The manuscript was perhaps owned by Grande Chartreuse, Grenoble, in the early 19th century. By about 1840 it was owned by Ambroise Comarmond, director of the Museum of Fine Arts of Lyon. Its next owner was Guglielmo Libri (b. 1802, d. 1869), who is most famous for stealing medieval manuscripts from French public libraries. He sold it to the London bookdealers Payne and Foss, who sold to the British Museum in November 1845.

==In popular culture==
In the historical grand strategy simulation game, Crusader Kings III, the Melisende Psalter is an object the ruler can collect if their spouse or lover is cheating on them, as a reference to Fulk's attempt to win back Melisende's favor with the gift during her affair with Hugh II of Jaffa. It is called 'The Psalter of Cuckoldry', with a description of the detailing of the ivory front and its turquoise beads to define the object as the Melisende Psalter.

==Sources==
- Janet Backhouse, "The Case of Queen Melisende's Psalter: An Historical Investigation."" In Tributes to Jonathan J. G. Alexander: The Making and Meaning of Illuminated Medieval and Renaissance Manuscripts, Art and Architecture, edited by Susan L'Engle and Gerald B. Guest, pp. 457-70. London: Harvey Miller, 2006.
- Hugo Buchthal, Miniature Painting in the Latin Kingdom of Jerusalem. Clarendon Press, 1957.
- Jaroslav Folda. "Melisende of Jerusalem: Queen and Patron of Art and Architecture in the Crusader Kingdom." In Reassessing the Roles of Women as Makers of Medieval Art and Architecture, edited by Therese Martin, pp. 429–477. Leiden; Boston: Brill, 2012.
- Jaroslav Folda, The Art of the Crusaders in the Holy Land, 1098-1187. Cambridge University Press, 1995.
- Bianca Kühnel, Crusader Art of the Twelfth Century - A Geographical, an Historical, or an Art Historical Notion?
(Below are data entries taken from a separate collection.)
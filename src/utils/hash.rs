use sha1::Sha1;
use sha2::{Digest, Sha256};
use tokio::io::{AsyncRead, AsyncReadExt};

const READ_CHUNK_SIZE: usize = 8192;

/// Digests computed from a single pass over some content.
#[derive(Debug, Clone, PartialEq, Eq)]
pub struct ContentDigests {
    pub md5: String,
    pub sha1: String,
    pub sha256: String,
    pub size: u64,
}

/// Feeds the same bytes into MD5, SHA1 and SHA256 at once.
struct MultiHasher {
    md5: md5::Context,
    sha1: Sha1,
    sha256: Sha256,
    size: u64,
}

impl MultiHasher {
    fn new() -> Self {
        Self {
            md5: md5::Context::new(),
            sha1: Sha1::new(),
            sha256: Sha256::new(),
            size: 0,
        }
    }

    fn update(&mut self, chunk: &[u8]) {
        self.md5.consume(chunk);
        self.sha1.update(chunk);
        self.sha256.update(chunk);
        self.size += chunk.len() as u64;
    }

    fn finalize(self) -> ContentDigests {
        ContentDigests {
            md5: format!("{:x}", self.md5.compute()),
            sha1: hex::encode(self.sha1.finalize()),
            sha256: hex::encode(self.sha256.finalize()),
            size: self.size,
        }
    }
}

pub fn hash_content(data: &[u8]) -> ContentDigests {
    let mut hasher = MultiHasher::new();
    for chunk in data.chunks(READ_CHUNK_SIZE) {
        hasher.update(chunk);
    }
    hasher.finalize()
}

pub async fn hash_reader<R: AsyncRead + Unpin>(mut reader: R) -> anyhow::Result<ContentDigests> {
    let mut hasher = MultiHasher::new();
    let mut buffer = [0u8; READ_CHUNK_SIZE];
    loop {
        let n = reader.read(&mut buffer).await?;
        if n == 0 {
            break;
        }
        hasher.update(&buffer[..n]);
    }
    Ok(hasher.finalize())
}

#[cfg(test)]
mod tests {
    use super::*;

    #[test]
    fn test_hash_content() {
        let digests = hash_content(b"hello world");
        assert_eq!(digests.md5, "5eb63bbbe01eeed093cb22bb8f5acdc3");
        assert_eq!(digests.sha1, "2aae6c35c94fcfb415dbe95f408b9ce91ee846ed");
        assert_eq!(
            digests.sha256,
            "b94d27b9934d3e08a52e52d7da7dabfac484efe37a5380ee9088f7ace2efcde9"
        );
        assert_eq!(digests.size, 11);
    }

    #[test]
    fn test_hash_content_empty() {
        let digests = hash_content(b"");
        assert_eq!(digests.md5, "d41d8cd98f00b204e9800998ecf8427e");
        assert_eq!(digests.sha1, "da39a3ee5e6b4b0d3255bfef95601890afd80709");
        assert_eq!(
            digests.sha256,
            "e3b0c44298fc1c149afbf4c8996fb92427ae41e4649b934ca495991b7852b855"
        );
        assert_eq!(digests.size, 0);
    }

    #[test]
    fn test_hash_content_is_deterministic() {
        let data: Vec<u8> = (0..50_000u32).map(|i| (i % 251) as u8).collect();
        assert_eq!(hash_content(&data), hash_content(&data));
    }

    #[test]
    fn test_digest_lengths() {
        let digests = hash_content(b"0123456789");
        assert_eq!(digests.md5.len(), 32);
        assert_eq!(digests.sha1.len(), 40);
        assert_eq!(digests.sha256.len(), 64);
        assert!(
            digests
                .sha256
                .chars()
                .all(|c| c.is_ascii_digit() || ('a'..='f').contains(&c))
        );
    }

    #[tokio::test]
    async fn test_hash_reader_matches_hash_content() {
        // Spans several read chunks with a ragged tail.
        let data: Vec<u8> = (0..(READ_CHUNK_SIZE * 3 + 17)).map(|i| i as u8).collect();
        let streamed = hash_reader(&data[..]).await.unwrap();
        assert_eq!(streamed, hash_content(&data));
        assert_eq!(streamed.size, data.len() as u64);
    }
}
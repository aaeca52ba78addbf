use axum::{Json, http::StatusCode};
use serde::Serialize;
use utoipa::ToSchema;

#[derive(Debug, Serialize, ToSchema)]
pub struct ResponseStatus {
    pub code: u16,
    pub message: String,
}

/// Success envelope: `{ "status": { "code", "message" }, "data": ... }`.
/// Errors use the same `status` block with `errors` instead of `data`.
#[derive(Debug, Serialize)]
pub struct ApiResponse<T> {
    pub status: ResponseStatus,
    pub data: T,
}

impl<T: Serialize> ApiResponse<T> {
    pub fn new(code: StatusCode, message: impl Into<String>, data: T) -> Self {
        Self {
            status: ResponseStatus {
                code: code.as_u16(),
                message: message.into(),
            },
            data,
        }
    }
}

pub type ApiResult<T> = Result<(StatusCode, Json<ApiResponse<T>>), crate::api::error::AppError>;

pub fn ok<T: Serialize>(message: impl Into<String>, data: T) -> ApiResult<T> {
    Ok((
        StatusCode::OK,
        Json(ApiResponse::new(StatusCode::OK, message, data)),
    ))
}

pub fn created<T: Serialize>(message: impl Into<String>, data: T) -> ApiResult<T> {
    Ok((
        StatusCode::CREATED,
        Json(ApiResponse::new(StatusCode::CREATED, message, data)),
    ))
}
Berlin, 1994.
- Bernard Hamilton, "Women in the Crusader States: The Queens of Jerusalem (1100-1190)." In Medieval Women: Dedicated and Presented to Rosalind M. T. Hill on the Occasion of Her Seventieth Birthday, edited by Derek Baker, pp. 143–74 (Studies in Church History, Subsidia 1: Oxford, 1978).
- Jonathan Riley-Smith, The Oxford History of the Crusades. Oxford University Press, 2002.
- Barbara Zeitler, "The Distorting Mirror: Reflections on the Queen Melisende Psalter," in Through the Looking Glass: Byzantium Through British Eyes. Papers From the Twenty-Ninth Spring Syposium of Byzantine Studies, London, March 1995, eds. Robin Cormack and Elizabeth Jeffreys. Variorum, 2000.